Personal information
- Date of birth: 23 March 1894
- Place of birth: Watford, England
- Date of death: 12 March 1963 (aged 68)
- Place of death: Watford, England
- Height: 5 ft 10 in (1.78 m)

Senior career*
- Years: Team / Apps / (Gls)
- 1912–1929: Tottenham Hotspur / 324 / (26)
- 1910-1911: St Albans City F.C. / 8 / (2)
- Total:  / 426 / (45)

International career
- 1920–1923: England / 6 / (0)

= Arthur Grimsdell =

English footballer and cricketer

Arthur Grimsdell (23 March 1894 – 12 March 1963) was an English professional footballer. He was born in Watford, Hertfordshire and played at centre-half and later wing-half for Tottenham Hotspur and England. He captained both teams during the 1920s.

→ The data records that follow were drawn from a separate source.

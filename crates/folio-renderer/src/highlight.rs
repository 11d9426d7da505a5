//! Syntax highlighting for code listings.
//!
//! Output is always wrapped in `<div class="highlight"><pre>`. Tokens are
//! `<span>` elements whose classes are the scope names of the token
//! (`keyword control ruby`), so colours come from the book stylesheet.

use std::sync::LazyLock;

use syntect::html::{ClassStyle, ClassedHTMLGenerator};
use syntect::parsing::{SyntaxReference, SyntaxSet};
use syntect::util::LinesWithEndings;

use crate::state::escape_html;

/// Language name that always renders literally.
pub const PLAIN: &str = "plain";

static SYNTAX_SET: LazyLock<SyntaxSet> = LazyLock::new(SyntaxSet::load_defaults_newlines);

/// Highlight `code` as `lang`.
///
/// `None`, [`PLAIN`], and languages without a known syntax render the
/// escaped code inside the same wrapper. Highlighter failures fall back to
/// the literal rendering as well.
#[must_use]
pub fn highlight(code: &str, lang: Option<&str>) -> String {
    let body = match lang.and_then(find_syntax) {
        Some(syntax) => highlight_classed(code, syntax).unwrap_or_else(|e| {
            tracing::warn!(
                error = %e,
                lang = syntax.name.as_str(),
                "Highlighting failed, rendering literally"
            );
            escape_html(code)
        }),
        None => escape_html(code),
    };
    format!(r#"<div class="highlight"><pre>{body}</pre></div>"#)
}

/// Whether `lang` resolves to a highlighter syntax.
#[must_use]
pub fn is_supported(lang: &str) -> bool {
    find_syntax(lang).is_some()
}

fn find_syntax(lang: &str) -> Option<&'static SyntaxReference> {
    let lang = lang.trim();
    if lang.is_empty() || lang.eq_ignore_ascii_case(PLAIN) {
        return None;
    }
    let syntax = SYNTAX_SET.find_syntax_by_token(lang);
    if syntax.is_none() {
        tracing::debug!(lang, "Unknown listing language, rendering literally");
    }
    syntax
}

fn highlight_classed(code: &str, syntax: &SyntaxReference) -> Result<String, syntect::Error> {
    let mut generator =
        ClassedHTMLGenerator::new_with_class_style(syntax, &SYNTAX_SET, ClassStyle::Spaced);
    for line in LinesWithEndings::from(code) {
        generator.parse_html_for_line_which_includes_newline(line)?;
    }
    Ok(generator.finalize())
}

#[cfg(test)]
mod tests {
    use pretty_assertions::assert_eq;

    use super::*;

    #[test]
    fn test_highlight_ruby_has_keyword_spans() {
        let html = highlight("def index\n  @books = Book.all\nend\n", Some("ruby"));
        assert!(html.starts_with(r#"<div class="highlight"><pre>"#));
        assert!(html.ends_with("</pre></div>"));
        assert!(html.contains(r#"<span class=""#));
        assert!(html.contains("keyword"));
    }

    #[test]
    fn test_highlight_plain_is_literal() {
        let html = highlight("<b>not bold</b>\n", Some("plain"));
        assert_eq!(
            html,
            "<div class=\"highlight\"><pre>&lt;b&gt;not bold&lt;/b&gt;\n</pre></div>"
        );
    }

    #[test]
    fn test_highlight_none_is_literal() {
        let html = highlight("x & y\n", None);
        assert_eq!(html, "<div class=\"highlight\"><pre>x &amp; y\n</pre></div>");
    }

    #[test]
    fn test_highlight_unknown_language_is_literal() {
        let html = highlight("whatever\n", Some("no-such-language"));
        assert_eq!(html, "<div class=\"highlight\"><pre>whatever\n</pre></div>");
    }

    #[test]
    fn test_is_supported() {
        assert!(is_supported("ruby"));
        assert!(is_supported("rb"));
        assert!(!is_supported("plain"));
        assert!(!is_supported(""));
        assert!(!is_supported("no-such-language"));
    }
}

He was also a cricketer who played for Hertfordshire County Cricket Club at minor counties level. He was considered a sports personality of his era, featuring on footballer cigarette cards and interviewed for sports magazines.

He died, aged 68, in Watford on 12 March 1963.

==Football career==

===Club===
Grimsdell started his career at St Albans City and Watford but transferred as a schoolboy player to Tottenham Hotspur at the age of 18 in April 1912. He played his first game that year. His career was interrupted by the First World War, in which he served as a trooper in the 1st Regiment of Life Guards and a lance corporal Guards Machine Gun Regiment. On his return in 1919, he captained Tottenham and scored 14 goals in the 1919–20 season, and led the team to win the Second Division that year. In the following season he captained the side, which won the FA Cup in 1921.

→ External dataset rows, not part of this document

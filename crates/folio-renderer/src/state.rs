//! Per-render state structs for markdown event processing.
//!
//! Each struct tracks one kind of open element while events stream through
//! the renderer. All of them live on a single [`MarkdownRenderer`] instance,
//! so nothing leaks between documents rendered by different instances.
//!
//! [`MarkdownRenderer`]: crate::MarkdownRenderer

use pulldown_cmark::Alignment;

/// State for tracking code block rendering.
#[derive(Default)]
pub(crate) struct CodeBlockState {
    /// Whether we're inside a code block.
    active: bool,
    /// Language of current code block (e.g., "ruby", "rust").
    language: Option<String>,
    /// Buffer for code block content.
    buffer: String,
}

impl CodeBlockState {
    /// Start a new code block with optional language.
    pub(crate) fn start(&mut self, language: Option<String>) {
        self.active = true;
        self.language = language;
        self.buffer.clear();
    }

    /// End the current code block and return (language, content).
    pub(crate) fn end(&mut self) -> (Option<String>, String) {
        self.active = false;
        (self.language.take(), std::mem::take(&mut self.buffer))
    }

    pub(crate) fn is_active(&self) -> bool {
        self.active
    }

    pub(crate) fn push_str(&mut self, text: &str) {
        self.buffer.push_str(text);
    }
}

/// Buffer for the inline HTML of the paragraph being rendered.
///
/// Paragraph content is held back until the paragraph ends so it can be
/// classified as an admonition, a footnote definition or a plain paragraph.
#[derive(Default)]
pub(crate) struct ParagraphState {
    active: bool,
    html: String,
}

impl ParagraphState {
    pub(crate) fn start(&mut self) {
        self.active = true;
        self.html.clear();
    }

    /// End the paragraph and return its buffered HTML.
    pub(crate) fn end(&mut self) -> String {
        self.active = false;
        std::mem::take(&mut self.html)
    }

    pub(crate) fn is_active(&self) -> bool {
        self.active
    }

    pub(crate) fn buffer(&mut self) -> &mut String {
        &mut self.html
    }
}

/// State for tracking table rendering.
#[derive(Default)]
pub(crate) struct TableState {
    /// Whether we're inside the table header row.
    in_head: bool,
    /// Column alignments for current table.
    alignments: Vec<Alignment>,
    /// Current column index in table row.
    cell_index: usize,
}

impl TableState {
    pub(crate) fn start(&mut self, alignments: Vec<Alignment>) {
        self.alignments = alignments;
        self.in_head = false;
        self.cell_index = 0;
    }

    pub(crate) fn start_head(&mut self) {
        self.in_head = true;
        self.cell_index = 0;
    }

    pub(crate) fn end_head(&mut self) {
        self.in_head = false;
    }

    pub(crate) fn start_row(&mut self) {
        self.cell_index = 0;
    }

    pub(crate) fn next_cell(&mut self) {
        self.cell_index += 1;
    }

    pub(crate) fn is_in_head(&self) -> bool {
        self.in_head
    }

    /// Get the alignment style for the current cell.
    pub(crate) fn current_alignment_style(&self) -> &'static str {
        match self.alignments.get(self.cell_index) {
            Some(Alignment::Left) => r#" style="text-align:left""#,
            Some(Alignment::Center) => r#" style="text-align:center""#,
            Some(Alignment::Right) => r#" style="text-align:right""#,
            Some(Alignment::None) | None => "",
        }
    }
}

/// State for tracking image alt text capture.
#[derive(Default)]
pub(crate) struct ImageState {
    active: bool,
    alt_text: String,
}

impl ImageState {
    pub(crate) fn start(&mut self) {
        self.active = true;
        self.alt_text.clear();
    }

    /// End image capture and return the alt text.
    pub(crate) fn end(&mut self) -> String {
        self.active = false;
        std::mem::take(&mut self.alt_text)
    }

    pub(crate) fn is_active(&self) -> bool {
        self.active
    }

    pub(crate) fn push_str(&mut self, text: &str) {
        self.alt_text.push_str(text);
    }
}

/// State for tracking headings and chapter title extraction.
pub(crate) struct HeadingState {
    /// Whether to extract the title from the first H1.
    extract_title: bool,
    /// Extracted title from first H1.
    title: Option<String>,
    /// Current heading level being processed (None if not in a heading).
    current_level: Option<u8>,
    /// Plain text of the current heading.
    text: String,
    /// HTML of the current heading (with inline formatting).
    html: String,
}

impl HeadingState {
    pub(crate) fn new(extract_title: bool) -> Self {
        Self {
            extract_title,
            title: None,
            current_level: None,
            text: String::new(),
            html: String::new(),
        }
    }

    pub(crate) fn is_active(&self) -> bool {
        self.current_level.is_some()
    }

    pub(crate) fn start_heading(&mut self, level: u8) {
        self.current_level = Some(level);
        self.text.clear();
        self.html.clear();
    }

    /// Complete the current heading, returning (level, html).
    ///
    /// The first H1 becomes the chapter title when extraction is enabled.
    pub(crate) fn complete_heading(&mut self) -> Option<(u8, String)> {
        let level = self.current_level.take()?;
        let text = std::mem::take(&mut self.text);
        if self.extract_title && level == 1 && self.title.is_none() {
            self.title = Some(text.trim().to_owned());
        }
        Some((level, std::mem::take(&mut self.html)))
    }

    pub(crate) fn push_text(&mut self, text: &str) {
        self.text.push_str(text);
    }

    pub(crate) fn html_buffer(&mut self) -> &mut String {
        &mut self.html
    }

    pub(crate) fn take_title(&mut self) -> Option<String> {
        self.title.take()
    }
}

/// Escape HTML special characters.
#[must_use]
pub fn escape_html(s: &str) -> String {
    let mut result = String::with_capacity(s.len());
    for c in s.chars() {
        match c {
            '&' => result.push_str("&amp;"),
            '<' => result.push_str("&lt;"),
            '>' => result.push_str("&gt;"),
            '"' => result.push_str("&quot;"),
            '\'' => result.push_str("&#x27;"),
            _ => result.push(c),
        }
    }
    result
}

His successful club career continued until he broke his leg during the 1925 season. He did not return to play for the side until 1927 and he went on to play for Spurs until April 1929 when he was released by the club. He subsequently went to Clapton Orient where he took on a player-manager-secretary role.

He made a total of 418 appearances for Tottenham scoring 43 goals including 324 League appearances (26 goals) and 36 FA Cup matches (1 goal). In recognition of his distinguished career and service to the club he was admitted into the Tottenham Hotspur Hall of Fame.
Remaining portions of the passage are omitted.